(Stored data entries)
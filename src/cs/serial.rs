//! No-op discipline for runtimes that are not threaded.

use crate::cs::{CriticalSection, CsRequest};
use crate::runtime::ExecContext;
use crate::sync::VciMutex;

/// Every operation is a no-op; enter-or-skip never skips.
#[derive(Debug, Clone, Copy, Default, PartialEq, Eq)]
pub struct SerialCs;

impl CriticalSection for SerialCs {
    #[inline]
    fn enter(&self, _ctx: &mut ExecContext, _req: &CsRequest<'_>, _recursive: bool) {}

    #[inline]
    fn enter_or_skip(&self, _ctx: &mut ExecContext, _req: &CsRequest<'_>) -> bool {
        false
    }

    #[inline]
    fn exit(&self, _ctx: &mut ExecContext, _req: &CsRequest<'_>) {}

    #[inline]
    fn yield_section(&self, _ctx: &mut ExecContext, _req: &CsRequest<'_>) {}

    #[inline]
    fn assert_in_cs(&self, _ctx: &ExecContext, _mutex: &VciMutex) {}
}
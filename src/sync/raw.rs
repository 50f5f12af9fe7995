//! Exclusive lock with explicit lock/unlock.
//!
//! Unlike a guard-based mutex, the lock is released by a separate call, so
//! it can be taken in `enter` and released in `exit` from different stack
//! frames. Built on a `parking_lot` mutex/condvar pair so no unsafe code is
//! needed.

use parking_lot::{Condvar, Mutex};

use crate::error::{fatal, Invariant};

/// Exclusive lock without a guard.
#[derive(Debug, Default)]
pub struct RawLock {
    locked: Mutex<bool>,
    released: Condvar,
}

impl RawLock {
    /// Creates an unlocked lock.
    #[must_use]
    pub const fn new() -> Self {
        Self {
            locked: Mutex::new(false),
            released: Condvar::new(),
        }
    }

    /// Blocks the calling thread until the lock is acquired.
    pub fn lock(&self) {
        let mut locked = self.locked.lock();
        while *locked {
            self.released.wait(&mut locked);
        }
        *locked = true;
    }

    /// Acquires the lock if it is free.
    #[must_use]
    pub fn try_lock(&self) -> bool {
        let mut locked = self.locked.lock();
        if *locked {
            false
        } else {
            *locked = true;
            true
        }
    }

    /// Releases the lock.
    ///
    /// Releasing a lock that is not engaged is fatal.
    pub fn unlock(&self) {
        let mut locked = self.locked.lock();
        if !*locked {
            drop(locked);
            fatal(Invariant::RawUnlockUnheld);
        }
        *locked = false;
        drop(locked);
        self.released.notify_one();
    }

    /// Returns true if the lock is currently engaged.
    #[must_use]
    pub fn is_locked(&self) -> bool {
        *self.locked.lock()
    }

    /// Atomically releases the lock and waits on `cond`, then re-acquires.
    ///
    /// The caller must hold the lock. Wake-ups may be spurious. A given
    /// `cond` must only ever be paired with one lock.
    pub(crate) fn wait_on(&self, cond: &Condvar) {
        let mut locked = self.locked.lock();
        if !*locked {
            drop(locked);
            fatal(Invariant::RawUnlockUnheld);
        }
        *locked = false;
        self.released.notify_one();
        cond.wait(&mut locked);
        while *locked {
            self.released.wait(&mut locked);
        }
        *locked = true;
    }
}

Directions for this task: Return all lines from the data that include the string "CriticalSection".

Solution below:
use crate::cs::{CriticalSection, CsRequest};
impl CriticalSection for SerialCs {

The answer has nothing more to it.